Молодость И. С. Тургенева, 1840–1856 - страница 11
Шесть лет за тем прожил наш поэт безвыездно в России. В эти последние шесть лет его молодости произошло многое и в нем самом и в обстановке его. Мы уже говорили в упомянутой выше статье «Замечательное десятилетие» о внезапном аресте, постигшем его за статью о Гоголе. Замечательно, что сам он отзывался всю жизнь о событии без малейшего признака злобы, без чувства оскорбленной личности, почти равнодушно. Да и были причины на то. Несмотря на суровое начало, арест в дальнейшем своем течении принес ему немало добра, обнаружив общие симпатии к его лицу, дав возможность создать одну крупную вещь – рассказ «Муму» – и, главное, открыв ему, что он и продиктован был без раздражения и ненависти как простая полицейская мера для обуздания и принижения писателей, не раз употреблявшаяся и прежде относительно журналистов и цензоров. Гораздо хуже ареста была последовавшая за ним административная высылка в деревню, без права выезда из нее – во-первых, потому, что она могла продолжаться неопределенное количество лет, а во-вторых, потому, что Тургенев лишался возможности, имея к тому все нужные средства, располагать собою. Стеснение это раздражало его более всего. Мы видели подложный паспорт на имя какого-то мещанина, приобретенный им где-то, и с которым он явился однажды в Москву, к изумлению и ужасу своих приятелей. Не желая, однако ж, рисковать всякий раз дальнейшей своей судьбой, он жаловался в Петербург и получил оттуда совет составить письмо с просьбой об освобождении (прилагался даже и образчик такого официально-просительного письма, с признанием своей вины). Тургенев последовал этому совету и был возвращен в следующем, 1853 году. Впоследствии, при заключении парижского мира, старый князь Орлов, бывший начальник III отделения в оное время и семейству которого Тургенев имел случай оказать услугу, дружески знакомясь с ним и целуя его в лоб, примолвил: «Кажется, вы не имеете причин сердиться на меня». Действительно, никто не сердился, начиная с потерпевшего, на событие. Разве можно сердиться на установившиеся нравы и обычаи, против которых не слышится и протеста общественной совести?

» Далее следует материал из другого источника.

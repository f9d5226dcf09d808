//! sqltalk: chat with a BigQuery dataset through Gemini function calling.
//!
//! Usage:
//!   sqltalk init             Write a default config file
//!   sqltalk chat             Start an interactive session
//!   sqltalk ask "<question>" Answer a single question
//!   sqltalk tools            List the tools offered to the model

use anyhow::{Context, Result};
use clap::{Parser, Subcommand};
use colored::Colorize;
use std::path::{Path, PathBuf};
use tokio::io::{AsyncBufReadExt, AsyncWriteExt, BufReader};
use tracing::{error, info};

use sqltalk::agent::{prompt, AgentError};
use sqltalk::config::{self, SqlTalkConfig};
use sqltalk::model::GeminiClient;
use sqltalk::session::{render_trace, render_transcript, Session, SessionSettings};
use sqltalk::tools;
use sqltalk::types::Turn;
use sqltalk::warehouse::BigQueryClient;

// ---------------------------------------------------------------------------
// CLI definition
// ---------------------------------------------------------------------------

#[derive(Parser, Debug)]
#[command(name = "sqltalk")]
#[command(version = "0.1.0")]
#[command(about = "Ask questions about a BigQuery dataset in plain language")]
struct Cli {
    #[command(subcommand)]
    command: Commands,

    /// Path to the sqltalk home directory (default: ~/.sqltalk).
    #[arg(long)]
    home: Option<String>,

    /// Log level (debug, info, warn, error). Overrides the config file.
    #[arg(long)]
    log_level: Option<String>,

    /// Dataset to answer questions about (project.dataset).
    #[arg(long)]
    dataset: Option<String>,

    /// Gemini model name.
    #[arg(long)]
    model: Option<String>,

    /// Sampling temperature.
    #[arg(long)]
    temperature: Option<f32>,
}

#[derive(Subcommand, Debug)]
enum Commands {
    /// Write a default config file to the home directory.
    Init,

    /// Start an interactive session.
    Chat,

    /// Answer a single question and exit.
    Ask {
        /// The question to ask.
        question: String,
    },

    /// List the tools offered to the model.
    Tools,
}

// ---------------------------------------------------------------------------
// Entry point
// ---------------------------------------------------------------------------

#[tokio::main]
async fn main() -> Result<()> {
    let cli = Cli::parse();

    let home_dir = match &cli.home {
        Some(home) => PathBuf::from(shellexpand::tilde(home).into_owned()),
        None => config::default_home_dir(),
    };
    let config_path = home_dir.join(config::CONFIG_FILE);
    let mut cfg = config::load_config(&config_path)
        .with_context(|| format!("Failed to load config from {}", config_path.display()))?;
    apply_overrides(&mut cfg, &cli);

    // Initialize logging
    let env_filter = tracing_subscriber::EnvFilter::try_from_default_env()
        .unwrap_or_else(|_| tracing_subscriber::EnvFilter::new(&cfg.log_level));
    tracing_subscriber::fmt()
        .with_env_filter(env_filter)
        .with_target(false)
        .with_writer(std::io::stderr)
        .init();

    match cli.command {
        Commands::Init => cmd_init(&cfg, &config_path),
        Commands::Chat => cmd_chat(&cfg).await,
        Commands::Ask { ref question } => cmd_ask(&cfg, question).await,
        Commands::Tools => cmd_tools(),
    }
}

fn apply_overrides(cfg: &mut SqlTalkConfig, cli: &Cli) {
    if let Some(level) = &cli.log_level {
        cfg.log_level = level.clone();
    }
    if let Some(dataset) = &cli.dataset {
        cfg.dataset_id = dataset.clone();
    }
    if let Some(model) = &cli.model {
        cfg.model = model.clone();
    }
    if let Some(temperature) = cli.temperature {
        cfg.temperature = temperature;
    }
}

// ---------------------------------------------------------------------------
// Command implementations
// ---------------------------------------------------------------------------

fn cmd_init(cfg: &SqlTalkConfig, config_path: &Path) -> Result<()> {
    if config_path.exists() {
        println!("Config already exists at {}", config_path.display());
        return Ok(());
    }
    config::save_config(cfg, config_path)?;
    println!("Wrote {}", config_path.display());
    Ok(())
}

fn cmd_tools() -> Result<()> {
    for spec in tools::tool_definitions() {
        println!("{}", spec.name.bold());
        println!("  {}", spec.description);
        if let Some(props) = spec.parameters["properties"].as_object() {
            for (name, schema) in props {
                println!(
                    "    {} ({}): {}",
                    name.cyan(),
                    schema["type"].as_str().unwrap_or("any"),
                    schema["description"].as_str().unwrap_or_default()
                );
            }
        }
        println!();
    }
    Ok(())
}

async fn cmd_ask(cfg: &SqlTalkConfig, question: &str) -> Result<()> {
    let model = GeminiClient::new(cfg)?;
    let mut session = Session::new(SessionSettings::from_config(cfg));

    let warehouse = BigQueryClient::new(cfg)?;
    match session.submit(&model, &warehouse, question).await {
        Ok(turn) => {
            print_answer(turn);
            Ok(())
        }
        Err(e) => {
            print_failure(&e);
            Err(e.into())
        }
    }
}

async fn cmd_chat(cfg: &SqlTalkConfig) -> Result<()> {
    let model = GeminiClient::new(cfg)?;
    let mut session = Session::new(SessionSettings::from_config(cfg));

    println!(
        "{} Talking to '{}' (model: {})",
        ">>>".green().bold(),
        cfg.dataset_id,
        cfg.model
    );
    println!("Sample prompts:");
    for sample in prompt::SAMPLE_PROMPTS {
        println!("  - {}", sample.dimmed());
    }
    println!(
        "Commands: {} {} {} {}\n",
        "/history".cyan(),
        "/reset".cyan(),
        "/tools".cyan(),
        "/quit".cyan()
    );

    let mut lines = BufReader::new(tokio::io::stdin()).lines();
    let mut stdout = tokio::io::stdout();

    loop {
        stdout.write_all(b"> ").await?;
        stdout.flush().await?;

        let Some(line) = lines.next_line().await? else {
            break;
        };
        let line = line.trim();

        match line {
            "" => continue,
            "/quit" | "/exit" => break,
            "/reset" => {
                session.reset();
                println!("Session cleared.\n");
                continue;
            }
            "/history" => {
                println!("{}", render_transcript(session.transcript()));
                continue;
            }
            "/tools" => {
                cmd_tools()?;
                continue;
            }
            _ => {}
        }

        // The warehouse client lives for one question only.
        let warehouse = BigQueryClient::new(cfg)?;
        match session.submit(&model, &warehouse, line).await {
            Ok(turn) => print_answer(turn),
            Err(e) => {
                error!("Exchange failed: {}", e);
                print_failure(&e);
            }
        }
    }

    info!("Session ended after {} turns", session.transcript().len());
    Ok(())
}

// ---------------------------------------------------------------------------
// Helpers
// ---------------------------------------------------------------------------

fn print_answer(turn: &Turn) {
    println!("\n{}\n", turn.content);
    if !turn.trace.is_empty() {
        println!("{}", "Function calls, parameters, and responses:".bold());
        println!("{}", render_trace(&turn.trace).dimmed());
    }
}

fn print_failure(err: &AgentError) {
    eprintln!("{} {}", "Error:".red().bold(), err);
    if let AgentError::ToolBudgetExhausted { trace, .. } = err {
        eprintln!("{}", render_trace(trace).dimmed());
    }
}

Накануне постигшей его катастрофы Тургенев сделал еще одно доброе дело. Пользуясь дружескими отношениями с редакторами «Современника», он ввел в круг петербургских литераторов сотрудников журнала «Москвитянин», показав пример терпимости и беспристрастия, довольно редкий в то время. (См. мою статью о А. Ф. Писемском, «Художник и простой человек» в «Вестнике Европы», 1882, апрель){26}.
Между тем года шли и приносили те плоды, семена которых давно в них были заложены. Разразилась свирепая война между нами и Турцией и англо-французскими ее союзниками в виду Европы, приготовляющейся к коалиции… Война перешла уже на нашу почву, обложила Севастополь и стучалась в Кронштадт; готовились большие приготовления к отпору, предвиделись новые жертвы и новые напряженные усилия отвечать нуждам минуты без особой надежды на успех. Мы все жили, как бы притаившись, чувствуя инстинктивно, что времена серьезны в высшей степени, и не питая радужных надежд на перемену обстоятельств. Летом 1854 года Тургенев поселился на даче по петергофской дороге, недалеко от О. А. Тургеневой, которая с отцом и теткой жила в самом Петергофе. Общество этой чрезвычайно умной и доброй девушки сделалось для него необходимостью…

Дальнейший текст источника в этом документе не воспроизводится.